## Task to carry out
The data follows. Retype every entry exactly.

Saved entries
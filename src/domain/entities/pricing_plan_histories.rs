use chrono::{DateTime, Utc};
use diesel::prelude::*;
use uuid::Uuid;

use crate::infrastructure::postgres::schema::pricing_plan_histories;

#[derive(Debug, Clone, Identifiable, Selectable, Queryable)]
#[diesel(table_name = pricing_plan_histories)]
pub struct PricingPlanHistoryEntity {
    pub id: Uuid,
    pub user_id: Uuid,
    pub pricing_plan_id: Uuid,
    // Price and currency are snapshots taken at purchase time; later plan
    // price changes must not show up here.
    pub price: i32,
    pub currency: String,
    pub status: String,
    pub error_message: Option<String>,
    pub start_date: DateTime<Utc>,
    pub end_date: Option<DateTime<Utc>>,
    pub expire_at: DateTime<Utc>,
    pub payment_method: Option<String>,
    pub transaction_id: Option<String>,
    pub created_at: DateTime<Utc>,
}

#[derive(Debug, Clone, Insertable)]
#[diesel(table_name = pricing_plan_histories)]
pub struct InsertPricingPlanHistoryEntity {
    pub user_id: Uuid,
    pub pricing_plan_id: Uuid,
    pub price: i32,
    pub currency: String,
    pub status: String,
    pub error_message: Option<String>,
    pub start_date: DateTime<Utc>,
    pub end_date: Option<DateTime<Utc>>,
    pub expire_at: DateTime<Utc>,
    pub payment_method: Option<String>,
    pub transaction_id: Option<String>,
}
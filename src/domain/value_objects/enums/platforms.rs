use serde::{Deserialize, Serialize};
use std::{fmt::Display, str::FromStr};

/// External publishing destinations a channel can point at.
#[derive(Debug, Clone, Copy, Serialize, Deserialize, PartialEq, Eq, Hash)]
pub enum Platform {
    YouTube,
    TikTok,
    Instagram,
    Facebook,
}

impl Display for Platform {
    fn fmt(&self, f: &mut std::fmt::Formatter<'_>) -> std::fmt::Result {
        let platform = match self {
            Platform::YouTube => "youtube",
            Platform::TikTok => "tiktok",
            Platform::Instagram => "instagram",
            Platform::Facebook => "facebook",
        };
        write!(f, "{}", platform)
    }
}

impl FromStr for Platform {
    type Err = String;

    fn from_str(value: &str) -> Result<Self, Self::Err> {
        match value.to_lowercase().as_str() {
            "youtube" => Ok(Platform::YouTube),
            "tiktok" => Ok(Platform::TikTok),
            "instagram" => Ok(Platform::Instagram),
            "facebook" => Ok(Platform::Facebook),
            other => Err(format!("Unsupported platform: {}", other)),
        }
    }
}
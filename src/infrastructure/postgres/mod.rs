pub mod postgres_connection;
pub mod repositories;
pub mod schema;
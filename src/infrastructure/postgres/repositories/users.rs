use anyhow::Result;
use async_trait::async_trait;
use chrono::{DateTime, Utc};
use diesel::{RunQueryDsl, prelude::*, update};
use std::sync::Arc;
use uuid::Uuid;

use crate::domain::entities::users::UserEntity;
use crate::domain::repositories::users::UserRepository;
use crate::domain::value_objects::enums::statuses::Status;
use crate::domain::value_objects::quotas::QuotaDimension;
use crate::infrastructure::postgres::{postgres_connection::PgPoolSquad, schema::users};

pub struct UserPostgres {
    db_pool: Arc<PgPoolSquad>,
}

impl UserPostgres {
    pub fn new(db_pool: Arc<PgPoolSquad>) -> Self {
        Self { db_pool }
    }
}

#[async_trait]
impl UserRepository for UserPostgres {
    async fn find_by_id(&self, user_id: Uuid) -> Result<Option<UserEntity>> {
        let mut conn = Arc::clone(&self.db_pool).get()?;

        let user = users::table
            .filter(users::id.eq(user_id))
            .select(UserEntity::as_select())
            .first::<UserEntity>(&mut conn)
            .optional()?;

        Ok(user)
    }

    async fn try_reserve_quota(
        &self,
        user_id: Uuid,
        dimension: QuotaDimension,
        amount: i32,
    ) -> Result<bool> {
        let mut conn = Arc::clone(&self.db_pool).get()?;

        // The balance check lives inside the statement so that concurrent
        // reservations serialize on the row instead of racing a read.
        let affected = match dimension {
            QuotaDimension::Credit => update(
                users::table
                    .filter(users::id.eq(user_id))
                    .filter(users::status.eq(Status::Active.to_string()))
                    .filter(users::credit_used.le(users::credit - amount)),
            )
            .set((
                users::credit_used.eq(users::credit_used + amount),
                users::updated_at.eq(Utc::now()),
            ))
            .execute(&mut conn)?,
            QuotaDimension::Capacity => update(
                users::table
                    .filter(users::id.eq(user_id))
                    .filter(users::status.eq(Status::Active.to_string()))
                    .filter(users::capacity_used.le(users::capacity - amount)),
            )
            .set((
                users::capacity_used.eq(users::capacity_used + amount),
                users::updated_at.eq(Utc::now()),
            ))
            .execute(&mut conn)?,
        };

        Ok(affected == 1)
    }

    async fn release_quota(
        &self,
        user_id: Uuid,
        dimension: QuotaDimension,
        amount: i32,
    ) -> Result<bool> {
        let mut conn = Arc::clone(&self.db_pool).get()?;

        // Releases after a cycle reset must not drive the counter negative.
        let affected = match dimension {
            QuotaDimension::Credit => update(
                users::table
                    .filter(users::id.eq(user_id))
                    .filter(users::credit_used.ge(amount)),
            )
            .set((
                users::credit_used.eq(users::credit_used - amount),
                users::updated_at.eq(Utc::now()),
            ))
            .execute(&mut conn)?,
            QuotaDimension::Capacity => update(
                users::table
                    .filter(users::id.eq(user_id))
                    .filter(users::capacity_used.ge(amount)),
            )
            .set((
                users::capacity_used.eq(users::capacity_used - amount),
                users::updated_at.eq(Utc::now()),
            ))
            .execute(&mut conn)?,
        };

        Ok(affected == 1)
    }

    async fn reset_quota_cycle(
        &self,
        user_id: Uuid,
        credit: i32,
        capacity: i32,
        reset_at: DateTime<Utc>,
    ) -> Result<()> {
        let mut conn = Arc::clone(&self.db_pool).get()?;

        update(users::table.filter(users::id.eq(user_id)))
            .set((
                users::credit.eq(credit),
                users::credit_used.eq(0),
                users::capacity.eq(capacity),
                users::capacity_used.eq(0),
                users::last_reset_date.eq(Some(reset_at)),
                users::updated_at.eq(Utc::now()),
            ))
            .execute(&mut conn)?;

        Ok(())
    }

    async fn set_pricing_plan(&self, user_id: Uuid, plan_id: Option<Uuid>) -> Result<()> {
        let mut conn = Arc::clone(&self.db_pool).get()?;

        update(users::table.filter(users::id.eq(user_id)))
            .set((
                users::pricing_plan_id.eq(plan_id),
                users::updated_at.eq(Utc::now()),
            ))
            .execute(&mut conn)?;

        Ok(())
    }
}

## Result below
filename src/domain/entities/pricing_plan_histories.rs
use chrono::{DateTime, Utc};
use diesel::prelude::*;
use uuid::Uuid;

use crate::infrastructure::postgres::schema::pricing_plan_histories;

#[derive(Debug, Clone, Identifiable, Selectable, Queryable)]
#[diesel(table_name = pricing_plan_histories)]
pub struct PricingPlanHistoryEntity {
    pub id: Uuid,
    pub user_id: Uuid,
    pub pricing_plan_id: Uuid,
    // Price and currency are snapshots taken at purchase time; later plan
    // price changes must not show up here.
    pub price: i32,
    pub currency: String,
    pub status: String,
    pub error_message: Option<String>,
    pub start_date: DateTime<Utc>,
    pub end_date: Option<DateTime<Utc>>,
    pub expire_at: DateTime<Utc>,
    pub payment_method: Option<String>,
    pub transaction_id: Option<String>,
    pub created_at: DateTime<Utc>,
}

#[derive(Debug, Clone, Insertable)]
#[diesel(table_name = pricing_plan_histories)]
pub struct InsertPricingPlanHistoryEntity {
    pub user_id: Uuid,
    pub pricing_plan_id: Uuid,
    pub price: i32,
    pub currency: String,
    pub status: String,
    pub error_message: Option<String>,
    pub start_date: DateTime<Utc>,
    pub end_date: Option<DateTime<Utc>>,
    pub expire_at: DateTime<Utc>,
    pub payment_method: Option<String>,
    pub transaction_id: Option<String>,
}
filename src/domain/value_objects/enums/platforms.rs
use serde::{Deserialize, Serialize};
use std::{fmt::Display, str::FromStr};

/// External publishing destinations a channel can point at.
#[derive(Debug, Clone, Copy, Serialize, Deserialize, PartialEq, Eq, Hash)]
pub enum Platform {
    YouTube,
    TikTok,
    Instagram,
    Facebook,
}

impl Display for Platform {
    fn fmt(&self, f: &mut std::fmt::Formatter<'_>) -> std::fmt::Result {
        let platform = match self {
            Platform::YouTube => "youtube",
            Platform::TikTok => "tiktok",
            Platform::Instagram => "instagram",
            Platform::Facebook => "facebook",
        };
        write!(f, "{}", platform)
    }
}

impl FromStr for Platform {
    type Err = String;

    fn from_str(value: &str) -> Result<Self, Self::Err> {
        match value.to_lowercase().as_str() {
            "youtube" => Ok(Platform::YouTube),
            "tiktok" => Ok(Platform::TikTok),
            "instagram" => Ok(Platform::Instagram),
            "facebook" => Ok(Platform::Facebook),
            other => Err(format!("Unsupported platform: {}", other)),
        }
    }
}
filename src/infrastructure/postgres/mod.rs
pub mod postgres_connection;
pub mod repositories;
pub mod schema;
filename src/infrastructure/postgres/repositories/users.rs
use anyhow::Result;
use async_trait::async_trait;
use chrono::{DateTime, Utc};
use diesel::{RunQueryDsl, prelude::*, update};
use std::sync::Arc;
use uuid::Uuid;

use crate::domain::entities::users::UserEntity;
use crate::domain::repositories::users::UserRepository;
use crate::domain::value_objects::enums::statuses::Status;
use crate::domain::value_objects::quotas::QuotaDimension;
use crate::infrastructure::postgres::{postgres_connection::PgPoolSquad, schema::users};

pub struct UserPostgres {
    db_pool: Arc<PgPoolSquad>,
}

impl UserPostgres {
    pub fn new(db_pool: Arc<PgPoolSquad>) -> Self {
        Self { db_pool }
    }
}

#[async_trait]
impl UserRepository for UserPostgres {
    async fn find_by_id(&self, user_id: Uuid) -> Result<Option<UserEntity>> {
        let mut conn = Arc::clone(&self.db_pool).get()?;

        let user = users::table
            .filter(users::id.eq(user_id))
            .select(UserEntity::as_select())
            .first::<UserEntity>(&mut conn)
            .optional()?;

        Ok(user)
    }

    async fn try_reserve_quota(
        &self,
        user_id: Uuid,
        dimension: QuotaDimension,
        amount: i32,
    ) -> Result<bool> {
        let mut conn = Arc::clone(&self.db_pool).get()?;

        // The balance check lives inside the statement so that concurrent
        // reservations serialize on the row instead of racing a read.
        let affected = match dimension {
            QuotaDimension::Credit => update(
                users::table
                    .filter(users::id.eq(user_id))
                    .filter(users::status.eq(Status::Active.to_string()))
                    .filter(users::credit_used.le(users::credit - amount)),
            )
            .set((
                users::credit_used.eq(users::credit_used + amount),
                users::updated_at.eq(Utc::now()),
            ))
            .execute(&mut conn)?,
            QuotaDimension::Capacity => update(
                users::table
                    .filter(users::id.eq(user_id))
                    .filter(users::status.eq(Status::Active.to_string()))
                    .filter(users::capacity_used.le(users::capacity - amount)),
            )
            .set((
                users::capacity_used.eq(users::capacity_used + amount),
                users::updated_at.eq(Utc::now()),
            ))
            .execute(&mut conn)?,
        };

        Ok(affected == 1)
    }

    async fn release_quota(
        &self,
        user_id: Uuid,
        dimension: QuotaDimension,
        amount: i32,
    ) -> Result<bool> {
        let mut conn = Arc::clone(&self.db_pool).get()?;

        // Releases after a cycle reset must not drive the counter negative.
        let affected = match dimension {
            QuotaDimension::Credit => update(
                users::table
                    .filter(users::id.eq(user_id))
                    .filter(users::credit_used.ge(amount)),
            )
            .set((
                users::credit_used.eq(users::credit_used - amount),
                users::updated_at.eq(Utc::now()),
            ))
            .execute(&mut conn)?,
            QuotaDimension::Capacity => update(
                users::table
                    .filter(users::id.eq(user_id))
                    .filter(users::capacity_used.ge(amount)),
            )
            .set((
                users::capacity_used.eq(users::capacity_used - amount),
                users::updated_at.eq(Utc::now()),
            ))
            .execute(&mut conn)?,
        };

        Ok(affected == 1)
    }

    async fn reset_quota_cycle(
        &self,
        user_id: Uuid,
        credit: i32,
        capacity: i32,
        reset_at: DateTime<Utc>,
    ) -> Result<()> {
        let mut conn = Arc::clone(&self.db_pool).get()?;

        update(users::table.filter(users::id.eq(user_id)))
            .set((
                users::credit.eq(credit),
                users::credit_used.eq(0),
                users::capacity.eq(capacity),
                users::capacity_used.eq(0),
                users::last_reset_date.eq(Some(reset_at)),
                users::updated_at.eq(Utc::now()),
            ))
            .execute(&mut conn)?;

        Ok(())
    }

    async fn set_pricing_plan(&self, user_id: Uuid, plan_id: Option<Uuid>) -> Result<()> {
        let mut conn = Arc::clone(&self.db_pool).get()?;

        update(users::table.filter(users::id.eq(user_id)))
            .set((
                users::pricing_plan_id.eq(plan_id),
                users::updated_at.eq(Utc::now()),
            ))
            .execute(&mut conn)?;

        Ok(())
    }
}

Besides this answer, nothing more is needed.